▶ _Exercise_
Once you have located the line containing "fresh, invalid record." in the material below, return it exactly along with each line after it through the line containing "Ok(len) => DeviceConfig::decode(&buf[..len]).unwrap_or_else(||".

::: Input for this task :::

//! Persisted device record.
//!
//! One fixed-size record survives reboots: validity marker, last network
//! assignment, device name and the human-readable reason of the last
//! intentional reset.
//!
//! ```text
//! offset  size  field
//!      0     4  marker (u32 LE): 0xCAFEBABE valid, anything else invalid
//!      4     4  address octets
//!      8     4  gateway octets
//!     12     4  mask octets
//!     16    20  name, NUL-padded (≤ 19 bytes)
//!     36    40  reset reason, NUL-padded (≤ 39 bytes)
//! ```

use std::net::Ipv4Addr;

use log::{info, warn};

use super::ports::{NetworkAssignment, StorageError, StoragePort};

pub const CONFIG_NAMESPACE: &str = "node";
pub const CONFIG_KEY: &str = "wifiConfig";

/// Marker of a record written after a successful first-time configuration.
pub const VALID_MARKER: u32 = 0xCAFE_BABE;
/// Marker written to force reconfiguration on the next boot.
pub const INVALID_MARKER: u32 = 0xDEAD_BEEF;

pub const NAME_CAPACITY: usize = 19;
pub const REASON_CAPACITY: usize = 39;
pub const RECORD_LEN: usize = 76;

const NAME_FIELD: core::ops::Range<usize> = 16..36;
const REASON_FIELD: core::ops::Range<usize> = 36..76;

pub type DeviceName = heapless::String<NAME_CAPACITY>;
pub type ResetReason = heapless::String<REASON_CAPACITY>;

/// Cut `s` to at most `N` bytes without splitting a character.
pub fn truncated<const N: usize>(s: &str) -> heapless::String<N> {
    let mut end = s.len().min(N);
    while !s.is_char_boundary(end) {
        end -= 1;
    }
    let mut out = heapless::String::new();
    // Cannot fail: `end <= N` and ends on a boundary.
    let _ = out.push_str(&s[..end]);
    out
}

// ───────────────────────────────────────────────────────────────
// Record
// ───────────────────────────────────────────────────────────────

#[derive(Debug, Clone, PartialEq, Eq)]
pub struct DeviceConfig {
    pub marker: u32,
    pub assignment: NetworkAssignment,
    pub name: DeviceName,
    pub reset_reason: ResetReason,
}

impl Default for DeviceConfig {
    fn default() -> Self {
        Self {
            marker: 0,
            assignment: NetworkAssignment::UNSPECIFIED,
            name: DeviceName::new(),
            reset_reason: ResetReason::new(),
        }
    }
}

impl DeviceConfig {
    pub fn is_valid(&self) -> bool {
        self.marker == VALID_MARKER
    }

    pub fn encode(&self) -> [u8; RECORD_LEN] {
        let mut out = [0u8; RECORD_LEN];
        out[0..4].copy_from_slice(&self.marker.to_le_bytes());
        out[4..8].copy_from_slice(&self.assignment.address.octets());
        out[8..12].copy_from_slice(&self.assignment.gateway.octets());
        out[12..16].copy_from_slice(&self.assignment.mask.octets());
        out[NAME_FIELD][..self.name.len()].copy_from_slice(self.name.as_bytes());
        out[REASON_FIELD][..self.reset_reason.len()].copy_from_slice(self.reset_reason.as_bytes());
        out
    }

    /// Decode a stored record.  Returns `None` on a wrong length or text
    /// fields that are not UTF-8.
    pub fn decode(bytes: &[u8]) -> Option<Self> {
        if bytes.len() != RECORD_LEN {
            return None;
        }
        let marker = u32::from_le_bytes([bytes[0], bytes[1], bytes[2], bytes[3]]);
        let octets = |at: usize| Ipv4Addr::new(bytes[at], bytes[at + 1], bytes[at + 2], bytes[at + 3]);
        Some(Self {
            marker,
            assignment: NetworkAssignment {
                address: octets(4),
                gateway: octets(8),
                mask: octets(12),
            },
            name: truncated(text_field(&bytes[NAME_FIELD])?),
            reset_reason: truncated(text_field(&bytes[REASON_FIELD])?),
        })
    }
}

fn text_field(field: &[u8]) -> Option<&str> {
    let end = field.iter().position(|&b| b == 0).unwrap_or(field.len());
    core::str::from_utf8(&field[..end]).ok()
}

// ───────────────────────────────────────────────────────────────
// Store
// ───────────────────────────────────────────────────────────────

/// Owner of the in-memory copy of the device record.
#[derive(Debug, Default)]
pub struct ConfigStore {
    record: DeviceConfig,
}

impl ConfigStore {
    /// Read the record.  Absence or corruption yields a fresh, invalid record.
    pub fn load(storage: &impl StoragePort) -> Self {
        let mut buf = [0u8; RECORD_LEN + 1];
        let record = match storage.read(CONFIG_NAMESPACE, CONFIG_KEY, &mut buf) {
            Ok(len) => DeviceConfig::decode(&buf[..len]).unwrap_or_else(|| {
                warn!("ConfigStore: stored record corrupted ({} bytes), starting fresh", len);
                DeviceConfig::default()
            }),
            Err(StorageError::NotFound) => {
                info!("ConfigStore: no stored record, starting fresh");
                DeviceConfig::default()
            }
            Err(e) => {
                warn!("ConfigStore: read failed ({}), starting fresh", e);
                DeviceConfig::default()
            }
        };
        if record.is_valid() {
            info!(
                "ConfigStore: valid record name='{}' addr={} last reset='{}'",
                record.name, record.assignment.address, record.reset_reason
            );
        }
        Self { record }
    }

    pub fn save(&self, storage: &mut impl StoragePort) -> Result<(), StorageError> {
        storage.write(CONFIG_NAMESPACE, CONFIG_KEY, &self.record.encode())
    }

    /// Load, replace the reset reason and save, without touching anything else.
    pub fn persist_reset_reason(
        storage: &mut impl StoragePort,
        reason: &str,
    ) -> Result<(), StorageError> {
        let mut store = Self::load(storage);
        store.set_reset_reason(reason);
        store.save(storage)
    }

    pub fn record(&self) -> &DeviceConfig {
        &self.record
    }

    pub fn is_valid(&self) -> bool {
        self.record.is_valid()
    }

    pub fn name(&self) -> &str {
        &self.record.name
    }

    pub fn reset_reason(&self) -> &str {
        &self.record.reset_reason
    }

    /// The assignment to restore, only when the record is valid.
    pub fn assignment(&self) -> Option<NetworkAssignment> {
        self.is_valid().then_some(self.record.assignment)
    }

    pub fn set_name(&mut self, name: &str) {
        self.record.name = truncated(name);
    }

    pub fn set_reset_reason(&mut self, reason: &str) {
        self.record.reset_reason = truncated(reason);
    }

    pub fn set_assignment(&mut self, assignment: NetworkAssignment) {
        self.record.assignment = assignment;
    }

    pub fn mark_valid(&mut self) {
        self.record.marker = VALID_MARKER;
    }

    pub fn mark_invalid(&mut self) {
        self.record.marker = INVALID_MARKER;
    }
}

:::

▶ _Reply to the exercise_
    /// Read the record.  Absence or corruption yields a fresh, invalid record.
    pub fn load(storage: &impl StoragePort) -> Self {
        let mut buf = [0u8; RECORD_LEN + 1];
        let record = match storage.read(CONFIG_NAMESPACE, CONFIG_KEY, &mut buf) {
            Ok(len) => DeviceConfig::decode(&buf[..len]).unwrap_or_else(|| {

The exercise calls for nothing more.